Tuf graduated from CNCF

This week, the update framework (tuf) officially graduated from CNCF. Now, the official Python implementation of tuf has 954 stars, 142 forks, 43 contributors and 3525 commit records.

Tuf is the ninth project formally graduated from CNCF. If you remember correctly, it is also the only one that has graduated officially before the number of stars is thousands.
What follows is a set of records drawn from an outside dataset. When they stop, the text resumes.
//! Authentication ports: the user directory and the token session store.

use std::future::Future;

use robodesk_domain::auth::{AccessToken, UserAccount, UserInfo};
use robodesk_domain::error::RoboDeskError;

/// Looks up operator accounts.
pub trait UserDirectory {
    /// Find an account by exact username.
    fn find_by_username(
        &self,
        username: &str,
    ) -> impl Future<Output = Result<Option<UserAccount>, RoboDeskError>> + Send;
}

/// Remembers which user an issued token belongs to.
pub trait SessionStore {
    /// Record a freshly issued token.
    fn insert(
        &self,
        token: AccessToken,
        user: UserInfo,
    ) -> impl Future<Output = Result<(), RoboDeskError>> + Send;

    /// Resolve a token to its user.
    fn get(
        &self,
        token: &AccessToken,
    ) -> impl Future<Output = Result<Option<UserInfo>, RoboDeskError>> + Send;
}
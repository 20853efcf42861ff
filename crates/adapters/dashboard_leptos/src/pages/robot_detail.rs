//! Robot detail page: profile, tasks, and the wizard, inspection and unbind
//! overlays.

use leptos::prelude::*;
use leptos_router::components::A;
use leptos_router::hooks::use_params_map;
use robodesk_domain::robot::Robot;

use crate::api;
use crate::components::{
    ErrorNote, InspectionDrawer, Loading, TaskPanel, TaskWizard, UnbindModal, category_label,
    status_badge,
};

/// Which overlay, if any, covers the page.
#[derive(Debug, Clone, Copy, PartialEq, Eq)]
enum Overlay {
    None,
    Wizard,
    Inspections,
    Unbind,
}

#[component]
pub fn RobotDetail() -> impl IntoView {
    let params = use_params_map();
    let id = move || params.read().get("id").unwrap_or_default();

    let robot_version = RwSignal::new(0_u32);
    let task_version = RwSignal::new(0_u32);
    let overlay = RwSignal::new(Overlay::None);

    let robot = LocalResource::new(move || {
        robot_version.track();
        let robot_id = id();
        async move { api::fetch_robot(&robot_id).await }
    });
    let tasks = LocalResource::new(move || {
        task_version.track();
        let robot_id = id();
        async move { api::fetch_tasks(&robot_id).await }
    });

    let close = Callback::new(move |()| overlay.set(Overlay::None));
    let refresh_tasks = Callback::new(move |()| task_version.update(|v| *v += 1));

    let profile = move |robot: &Robot| {
        let (badge_class, badge_text) = status_badge(robot.status);
        let bound = robot.bound_account.clone();
        view! {
            <div class="card robot-profile">
                <div class="row">
                    <h1>{robot.name.clone()}</h1>
                    <span class=badge_class>{badge_text}</span>
                </div>
                <p class="category">{category_label(&robot.category)}</p>
                <p>{robot.description.clone()}</p>
                {match bound {
                    Some(account) => view! {
                        <p class="account">
                            <strong>"Account: "</strong>
                            {account.account_name} " on " {account.platform}
                            <button class="link" on:click=move |_| overlay.set(Overlay::Unbind)>
                                "Unbind"
                            </button>
                        </p>
                    }
                    .into_any(),
                    None => view! { <p class="account muted">"No account bound"</p> }.into_any(),
                }}
                <div class="actions">
                    <button class="primary" on:click=move |_| overlay.set(Overlay::Wizard)>
                        "New task"
                    </button>
                    <button on:click=move |_| overlay.set(Overlay::Inspections)>
                        "Quality inspection"
                    </button>
                </div>
            </div>
        }
    };

    let overlay_view = move || {
        let current = overlay.get();
        let loaded = robot.read().as_ref().and_then(|result| result.as_ref().ok().cloned())?;
        match current {
            Overlay::None => None,
            Overlay::Wizard => Some(
                view! {
                    <TaskWizard
                        robot=loaded
                        on_close=close
                        on_created=move |_| refresh_tasks.run(())
                    />
                }
                .into_any(),
            ),
            Overlay::Inspections => Some(
                view! { <InspectionDrawer robot_id=loaded.id.to_string() on_close=close/> }
                    .into_any(),
            ),
            Overlay::Unbind => Some(
                view! {
                    <UnbindModal
                        robot=loaded
                        on_close=close
                        on_unbound=move |_| robot_version.update(|v| *v += 1)
                    />
                }
                .into_any(),
            ),
        }
    };

    view! {
        <div>
            <p><A href="/">"\u{2190} All robots"</A></p>
            <Suspense fallback=move || view! { <Loading/> }>
                {move || {
                    robot.read().as_ref().map(|result| match result {
                        Ok(robot) => profile(robot).into_any(),
                        Err(err) => view! {
                            <ErrorNote context="Failed to load robot" error=err.to_string()/>
                        }
                        .into_any(),
                    })
                }}
            </Suspense>

            <h2>"Tasks"</h2>
            <Suspense fallback=move || view! { <Loading message="Loading tasks\u{2026}"/> }>
                {move || {
                    tasks.read().as_ref().map(|result| match result {
                        Ok(list) => view! {
                            <TaskPanel tasks=list.clone() on_change=refresh_tasks/>
                        }
                        .into_any(),
                        Err(err) => view! {
                            <ErrorNote context="Failed to load tasks" error=err.to_string()/>
                        }
                        .into_any(),
                    })
                }}
            </Suspense>

            {overlay_view}
        </div>
    }
}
However, the tuf project itself is different from other projects, and the number of stars does not indicate the project status.

Maybe many people feel that the existence of tuf project is very low, or they have not understood or used the tuf project. Let me introduce it.

The tuf project started about ten years ago and started hosting in CNCF in 2017. Its main goal is to provide a framework for updating as its name, but its more important point is its security design.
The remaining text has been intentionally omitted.